THE earlier treatment of HIV and the advantages of regular and rapid testing were the keynote topics facing a gathering of specialist clinicians in Brisbane recently.
In conjunction with the Queensland HIV Foundation and the Australasian Society for HIV Medicine, experts, researchers and policy makers were provided a workshop to share developments within the field.
“Every clinician in the country is working towards the common goal of reducing HIV transmission,” Queensland HIV Foundation chair Dr Darren Russell said.
“The workshop will allow us to collaborate and examine new initiatives around testing and the contribution these initiatives have had to public health as well as the individual patient benefit.”
Dr Russell spoke of the efforts by clinicians across the country to come up with effective means to promote proven messages behind earlier treatment and frequent testing despite social barriers.
“Studies continue to find that treatment can greatly reduce a person’s chance of transmitting the virus to a partner,” he said.
The workshop worked on “delivering a common set of themes, cases and examples” that could be used for future education and awareness campaigns.
“The themes centred on the scientific evidence for early treatment and for treatment as prevention (TasP), along with cases of people with HIV where decisions for early treatment may not have been straight-forward. In addition we examined some difficult questions that may arise, in terms of the scientific evidence or lack of it,” Dr Russell told the Star Observer.

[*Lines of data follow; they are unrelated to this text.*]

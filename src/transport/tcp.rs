//! TCP transport
//!
//! `std::net` sockets in non-blocking mode.

use crate::transport::{Connection, Listener};
use log::{debug, error, warn};
use std::io::{self, ErrorKind, Read, Write};
use std::net::{Shutdown, SocketAddr, TcpListener, TcpStream};
use std::thread;
use std::time::{Duration, Instant};

const WRITE_RETRY_SLEEP: Duration = Duration::from_millis(1);
const WRITE_TIMEOUT: Duration = Duration::from_secs(5);
const PEEK_SIZE: usize = 4096;

/// Listening TCP endpoint
pub struct TcpEndpoint {
    addr: SocketAddr,
    listener: Option<TcpListener>,
    pending: Option<TcpStream>,
}

impl TcpEndpoint {
    pub fn new(addr: SocketAddr) -> Self {
        Self {
            addr,
            listener: None,
            pending: None,
        }
    }

    /// Moves one waiting connection from the OS backlog into the stash.
    fn poll_accept(&mut self) {
        if self.pending.is_some() {
            return;
        }
        let Some(listener) = self.listener.as_ref() else {
            return;
        };
        match listener.accept() {
            Ok((stream, peer)) => {
                if let Err(e) = stream.set_nonblocking(true) {
                    error!("Failed to set stream from {} non-blocking: {}", peer, e);
                    return;
                }
                let _ = stream.set_nodelay(true);
                debug!("Accepted connection from {} on {}", peer, self.addr);
                self.pending = Some(stream);
            }
            Err(e) if e.kind() == ErrorKind::WouldBlock => {}
            Err(e) => warn!("Accept failed on {}: {}", self.addr, e),
        }
    }
}

impl Listener for TcpEndpoint {
    type Conn = TcpConnection;

    fn listen(&mut self) -> io::Result<()> {
        let listener = TcpListener::bind(self.addr)?;
        listener.set_nonblocking(true)?;
        self.addr = listener.local_addr()?;
        self.listener = Some(listener);
        Ok(())
    }

    fn has_pending_client(&mut self) -> bool {
        self.poll_accept();
        self.pending.is_some()
    }

    fn accept_client(&mut self) -> Option<TcpConnection> {
        self.poll_accept();
        self.pending.take().map(TcpConnection::new)
    }

    fn local_addr(&self) -> Option<SocketAddr> {
        self.listener.as_ref().map(|_| self.addr)
    }
}

/// Non-blocking TCP stream
pub struct TcpConnection {
    stream: Option<TcpStream>,
}

impl TcpConnection {
    pub fn new(stream: TcpStream) -> Self {
        Self {
            stream: Some(stream),
        }
    }
}

impl Connection for TcpConnection {
    fn is_connected(&self) -> bool {
        let Some(stream) = self.stream.as_ref() else {
            return false;
        };
        let mut peek_buf = [0u8; 1];
        match stream.peek(&mut peek_buf) {
            Ok(0) => false,
            Ok(_) => true,
            Err(e) => e.kind() == ErrorKind::WouldBlock,
        }
    }

    fn available(&self) -> usize {
        let Some(stream) = self.stream.as_ref() else {
            return 0;
        };
        let mut peek_buf = [0u8; PEEK_SIZE];
        stream.peek(&mut peek_buf).unwrap_or(0)
    }

    fn read_byte(&mut self) -> Option<u8> {
        let mut byte = [0u8; 1];
        match self.read(&mut byte) {
            Ok(1) => Some(byte[0]),
            _ => None,
        }
    }

    fn read(&mut self, buf: &mut [u8]) -> io::Result<usize> {
        let Some(stream) = self.stream.as_mut() else {
            return Ok(0);
        };
        match stream.read(buf) {
            Ok(n) => Ok(n),
            Err(e) if e.kind() == ErrorKind::WouldBlock => Ok(0),
            Err(e) => Err(e),
        }
    }

    fn write(&mut self, data: &[u8]) -> io::Result<usize> {
        let Some(stream) = self.stream.as_mut() else {
            return Err(io::Error::from(ErrorKind::NotConnected));
        };
        match stream.write(data) {
            Ok(0) if !data.is_empty() => Err(io::Error::from(ErrorKind::WriteZero)),
            Ok(n) => Ok(n),
            Err(e) if matches!(e.kind(), ErrorKind::WouldBlock | ErrorKind::Interrupted) => Ok(0),
            Err(e) => Err(e),
        }
    }

    /// Blocks for at most five seconds while the send buffer is full.
    fn write_all(&mut self, mut data: &[u8]) -> io::Result<()> {
        let Some(stream) = self.stream.as_mut() else {
            return Err(io::Error::from(ErrorKind::NotConnected));
        };
        let started = Instant::now();
        while !data.is_empty() {
            match stream.write(data) {
                Ok(0) => return Err(io::Error::from(ErrorKind::WriteZero)),
                Ok(n) => data = &data[n..],
                Err(e) if e.kind() == ErrorKind::WouldBlock => {
                    if started.elapsed() > WRITE_TIMEOUT {
                        return Err(io::Error::from(ErrorKind::TimedOut));
                    }
                    thread::sleep(WRITE_RETRY_SLEEP);
                }
                Err(e) if e.kind() == ErrorKind::Interrupted => {}
                Err(e) => return Err(e),
            }
        }
        Ok(())
    }

    fn close(&mut self) {
        if let Some(stream) = self.stream.take() {
            let _ = stream.shutdown(Shutdown::Both);
        }
    }
}
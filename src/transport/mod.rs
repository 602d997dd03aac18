//! Transport capability
//!
//! Non-blocking byte-stream connections and the listening endpoints that
//! hand them out. The engine never blocks on these; it polls them once per
//! tick.

pub mod tcp;

use std::io;
use std::net::SocketAddr;

pub use tcp::{TcpConnection, TcpEndpoint};

/// A bidirectional, non-blocking byte stream
pub trait Connection {
    /// Whether the peer is still attached.
    fn is_connected(&self) -> bool;

    /// Number of bytes that can be read without waiting.
    fn available(&self) -> usize;

    /// Reads one byte if one is available.
    fn read_byte(&mut self) -> Option<u8>;

    /// Reads up to `buf.len()` bytes that are available right now.
    /// Returns `Ok(0)` when nothing is pending.
    fn read(&mut self, buf: &mut [u8]) -> io::Result<usize>;

    /// Writes what the connection accepts right now. `Ok(0)` means the
    /// send buffer is full.
    fn write(&mut self, data: &[u8]) -> io::Result<usize> {
        self.write_all(data).map(|()| data.len())
    }

    fn write_all(&mut self, data: &[u8]) -> io::Result<()>;

    /// Writes `text` followed by CRLF.
    fn write_line(&mut self, text: &str) -> io::Result<()> {
        let mut line = Vec::with_capacity(text.len() + 2);
        line.extend_from_slice(text.as_bytes());
        line.extend_from_slice(b"\r\n");
        self.write_all(&line)
    }

    fn close(&mut self);
}

/// A listening endpoint that yields connections
pub trait Listener {
    type Conn: Connection;

    /// Starts listening.
    fn listen(&mut self) -> io::Result<()>;

    fn has_pending_client(&mut self) -> bool;

    /// Takes the next pending connection, if any.
    fn accept_client(&mut self) -> Option<Self::Conn>;

    /// Address the endpoint is bound to, once listening.
    fn local_addr(&self) -> Option<SocketAddr>;
}
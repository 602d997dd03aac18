//! Storage result types
//!
//! Defines result structures returned by storage operations.

/// One entry yielded by a directory listing
#[derive(Debug, Clone, PartialEq, Eq)]
pub struct DirEntry {
    pub name: String,
    pub size: u64,
    pub is_dir: bool,
}

impl DirEntry {
    pub fn file(name: impl Into<String>, size: u64) -> Self {
        Self {
            name: name.into(),
            size,
            is_dir: false,
        }
    }

    pub fn dir(name: impl Into<String>) -> Self {
        Self {
            name: name.into(),
            size: 0,
            is_dir: true,
        }
    }
}
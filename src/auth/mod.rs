//! Authentication system
//!
//! Holds the configured credentials and validates the login handshake.

pub mod credentials;
pub mod validator;

pub use credentials::Credentials;
pub use validator::{auth_failure_reply, validate_password, validate_user};
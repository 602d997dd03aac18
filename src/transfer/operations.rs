//! Transfer operations
//!
//! The transfer state carried between ticks and the chunked copy steps for
//! RETR and STOR. Each step moves at most one chunk.

use std::io::{Read, Write};
use std::time::Instant;

use crate::error::TransferError;
use crate::navigate::FtpPath;
use crate::storage::FileHandle;
use crate::transfer::listing::ListFormat;
use crate::transfer::results::TransferSummary;
use crate::transport::Connection;

/// Work waiting for a data connection.
pub enum DataRequest {
    List { format: ListFormat, dir: FtpPath },
    /// The file is already open for reading.
    Retrieve { file: Box<dyn FileHandle>, path: FtpPath },
    /// The file is opened once the data connection exists.
    Store { path: FtpPath },
}

impl DataRequest {
    pub fn describe(&self) -> String {
        match self {
            DataRequest::List { format, dir } => format!("{:?} {}", format, dir),
            DataRequest::Retrieve { path, .. } => format!("RETR {}", path),
            DataRequest::Store { path } => format!("STOR {}", path),
        }
    }
}

/// An open file being copied over the data connection.
pub struct TransferJob {
    file: Box<dyn FileHandle>,
    path: FtpPath,
    bytes: u64,
    started: Instant,
    /// Read from the file but not yet accepted by the data connection.
    pending: Vec<u8>,
}

impl TransferJob {
    pub fn new(file: Box<dyn FileHandle>, path: FtpPath, started: Instant) -> Self {
        Self {
            file,
            path,
            bytes: 0,
            started,
            pending: Vec::new(),
        }
    }

    pub fn path(&self) -> &FtpPath {
        &self.path
    }

    pub fn bytes(&self) -> u64 {
        self.bytes
    }

    pub fn file_size(&self) -> u64 {
        self.file.size()
    }

    /// Closes the file and reports what was moved.
    pub fn finish(self, now: Instant) -> TransferSummary {
        TransferSummary {
            bytes: self.bytes,
            elapsed: now.saturating_duration_since(self.started),
        }
    }
}

/// Transfer state of the session.
#[derive(Default)]
pub enum Transfer {
    #[default]
    Idle,
    Connecting {
        request: DataRequest,
        deadline: Instant,
    },
    Retrieving(TransferJob),
    Storing(TransferJob),
}

impl Transfer {
    pub fn is_idle(&self) -> bool {
        matches!(self, Transfer::Idle)
    }

    /// Whether bytes are being moved.
    pub fn is_active(&self) -> bool {
        matches!(self, Transfer::Retrieving(_) | Transfer::Storing(_))
    }

    pub fn is_connecting(&self) -> bool {
        matches!(self, Transfer::Connecting { .. })
    }
}

#[derive(Debug, Clone, Copy, PartialEq, Eq)]
pub enum StepOutcome {
    Pending,
    Done,
}

/// Sends one chunk of the file without waiting on the data connection.
/// Bytes it does not take are kept and offered again on the next step
/// before more of the file is read. `Done` once the file is exhausted.
pub fn retrieve_step<C: Connection + ?Sized>(
    job: &mut TransferJob,
    data: &mut C,
    buf: &mut [u8],
) -> Result<StepOutcome, TransferError> {
    if job.pending.is_empty() {
        let n = job.file.read(buf).map_err(TransferError::File)?;
        if n == 0 {
            return Ok(StepOutcome::Done);
        }
        job.pending.extend_from_slice(&buf[..n]);
    }
    let sent = data
        .write(&job.pending)
        .map_err(TransferError::DataConnectionLost)?;
    job.pending.drain(..sent);
    job.bytes += sent as u64;
    Ok(StepOutcome::Pending)
}

/// Stores the bytes currently available on the data connection. `Done`
/// once the client has closed it.
pub fn store_step<C: Connection + ?Sized>(
    job: &mut TransferJob,
    data: &mut C,
    buf: &mut [u8],
) -> Result<StepOutcome, TransferError> {
    if !data.is_connected() {
        job.file.flush().map_err(TransferError::File)?;
        return Ok(StepOutcome::Done);
    }

    let want = data.available().min(buf.len());
    if want == 0 {
        return Ok(StepOutcome::Pending);
    }

    let n = data
        .read(&mut buf[..want])
        .map_err(TransferError::DataConnectionLost)?;
    if n > 0 {
        job.file
            .write_all(&buf[..n])
            .map_err(TransferError::File)?;
        job.bytes += n as u64;
    }
    Ok(StepOutcome::Pending)
}
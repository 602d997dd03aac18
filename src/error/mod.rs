//! Error handling
//!
//! Defines error types and their mapping onto FTP replies.

pub mod handlers;
pub mod types;

pub use types::*;
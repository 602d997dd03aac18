//! Error types
//!
//! Defines domain-specific error types for each module of the FTP engine.

use std::io;
use thiserror::Error;

/// Path resolution errors
#[derive(Debug, Error, PartialEq, Eq)]
pub enum PathError {
    #[error("path of {len} bytes does not fit in {capacity} bytes")]
    TooLong { len: usize, capacity: usize },
}

/// Control-line syntax errors
#[derive(Debug, Error, PartialEq, Eq)]
pub enum ProtocolError {
    #[error("command line longer than {0} bytes")]
    LineTooLong(usize),
    #[error("command verb longer than 4 characters: {0}")]
    VerbTooLong(String),
    #[error("command line is not valid UTF-8")]
    InvalidEncoding,
}

/// Authentication module errors
#[derive(Debug, Error, PartialEq, Eq)]
pub enum AuthError {
    #[error("expected {expected}, got {received}")]
    UnexpectedCommand {
        expected: &'static str,
        received: String,
    },
    #[error("user not found: {0}")]
    UserNotFound(String),
    #[error("invalid password")]
    InvalidPassword,
}

/// Storage module errors
#[derive(Debug, Error)]
pub enum StorageError {
    #[error("not found: {0}")]
    NotFound(String),
    #[error("already exists: {0}")]
    AlreadyExists(String),
    #[error("not a directory: {0}")]
    NotADirectory(String),
    #[error("I/O error: {0}")]
    Io(#[from] io::Error),
}

/// Navigate module errors
#[derive(Debug, Error)]
pub enum NavigateError {
    #[error(transparent)]
    Path(#[from] PathError),
    #[error("directory not found: {0}")]
    DirectoryNotFound(String),
}

/// Transfer module errors
#[derive(Debug, Error)]
pub enum TransferError {
    #[error("malformed PORT argument: {0}")]
    InvalidPortArgument(String),
    #[error("data connection lost: {0}")]
    DataConnectionLost(io::Error),
    #[error("file I/O failed: {0}")]
    File(io::Error),
}

/// Errors returned while starting the engine
#[derive(Debug, Error)]
pub enum EngineError {
    #[error("username and password must not be empty")]
    EmptyCredentials,
    #[error("failed to start {endpoint} listener: {source}")]
    Listen {
        endpoint: &'static str,
        #[source]
        source: io::Error,
    },
}

/// Any error raised while serving a session
#[derive(Debug, Error)]
pub enum FtpServerError {
    #[error("path error: {0}")]
    Path(#[from] PathError),
    #[error("protocol error: {0}")]
    Protocol(#[from] ProtocolError),
    #[error("authentication error: {0}")]
    Auth(#[from] AuthError),
    #[error("storage error: {0}")]
    Storage(#[from] StorageError),
    #[error("navigation error: {0}")]
    Navigate(#[from] NavigateError),
    #[error("transfer error: {0}")]
    Transfer(#[from] TransferError),
}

Recent news of the “near-impossibility” of transmission from those living with HIV who have an undetectable viral-load and are on treatment, and the implications this may have on unprotected sex was a keen area of interest for the gathering.
“With the ground-breaking decision by the Pharmaceutical Benefits Advisory Committee to lift the restrictions on prescribing HIV medication to those with a higher CD4 (T-cell) count from 1 April this is the perfect time to look at the issue of offering treatment to all those with HIV, especially if they are sexually active and at risk of transmitting HIV,” Dr Russell said.
“Certainly in Queensland we would like this to be one of the themes that the HIV Foundation tries to promote more heavily.”
Dr Russell praised the efforts of the contributing clinicians and experts and said that the discussions will definitely contribute to campaigns and approaches to tackling HIV by the foundation.
“The workshop went extremely well. It was a great initiative of the HIV Foundation, especially coming so soon after we were formed on 1 December last year,” he said.
“One of the main things that came out of it was the necessity to educate the HIV community, the broader gay community, and doctors, about the benefits of early treatment and of TasP.
“We also have achieved some educational objectives in terms of developing cases and the like that can be rolled out around the country in the coming weeks and months.”